REQUIREMENT:
Please copy every line of the data in which the string "Option" appears.

Data excerpts:
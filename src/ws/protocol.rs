//! Wire messages.
//!
//! Frames are JSON objects tagged by a camelCase `type` field, with
//! camelCase payload keys, so events read as `createGame`, `gameCreated`,
//! `turnChanged` and so on.

use serde::{Deserialize, Serialize};

use crate::game::card::Card;
use crate::game::session::PlayerId;

#[derive(Debug, Clone, Serialize, Deserialize)]
#[serde(tag = "type", rename_all = "camelCase")]
pub enum ClientToServer {
    #[serde(rename_all = "camelCase")]
    CreateGame { player_name: String },
    #[serde(rename_all = "camelCase")]
    JoinGame { game_id: String, player_name: String },
    #[serde(rename_all = "camelCase")]
    StartGame { game_id: String },
    #[serde(rename_all = "camelCase")]
    DrawCard { game_id: String },
    #[serde(rename_all = "camelCase")]
    PlayCard { game_id: String, card: Card },
    #[serde(rename_all = "camelCase")]
    QuitGame { game_id: String },
    #[serde(rename_all = "camelCase")]
    ChatMessage { game_id: String, message: String },
}

#[derive(Debug, Clone, Serialize, Deserialize)]
#[serde(rename_all = "camelCase")]
pub struct PlayerInfo {
    pub id: PlayerId,
    pub name: String,
    pub is_host: bool,
}

#[derive(Debug, Clone, Serialize, Deserialize)]
#[serde(tag = "type", rename_all = "camelCase")]
pub enum ServerToClient {
    #[serde(rename_all = "camelCase")]
    GameCreated { game_id: String, player_id: PlayerId },
    #[serde(rename_all = "camelCase")]
    GameJoined { game_id: String, player_id: PlayerId },
    PlayerList { players: Vec<PlayerInfo> },
    #[serde(rename_all = "camelCase")]
    GameStarted {
        first_player: PlayerId,
        initial_cards: Vec<Card>,
        top_card: Card,
    },
    /// The drawing player gets the full card; everyone else only sees
    /// the new hand count.
    #[serde(rename_all = "camelCase")]
    CardDrawn {
        current_player: PlayerId,
        #[serde(skip_serializing_if = "Option::is_none")]
        card: Option<Card>,
        #[serde(skip_serializing_if = "Option::is_none")]
        opponent_card_count: Option<usize>,
    },
    #[serde(rename_all = "camelCase")]
    CardPlayed {
        card: Card,
        current_player: PlayerId,
        opponent_card_count: usize,
    },
    #[serde(rename_all = "camelCase")]
    TurnChanged { current_player: PlayerId },
    GameOver {
        winner: PlayerId,
        scores: Vec<(PlayerId, u32)>,
    },
    GameEnded { reason: String },
    #[serde(rename_all = "camelCase")]
    PlayerLeft { player_id: PlayerId },
    ChatMessage { sender: String, message: String },
    Error { message: String },
}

SOLUTION FOR THIS PROBLEM:
        #[serde(skip_serializing_if = "Option::is_none")]
        card: Option<Card>,
        #[serde(skip_serializing_if = "Option::is_none")]
        opponent_card_count: Option<usize>,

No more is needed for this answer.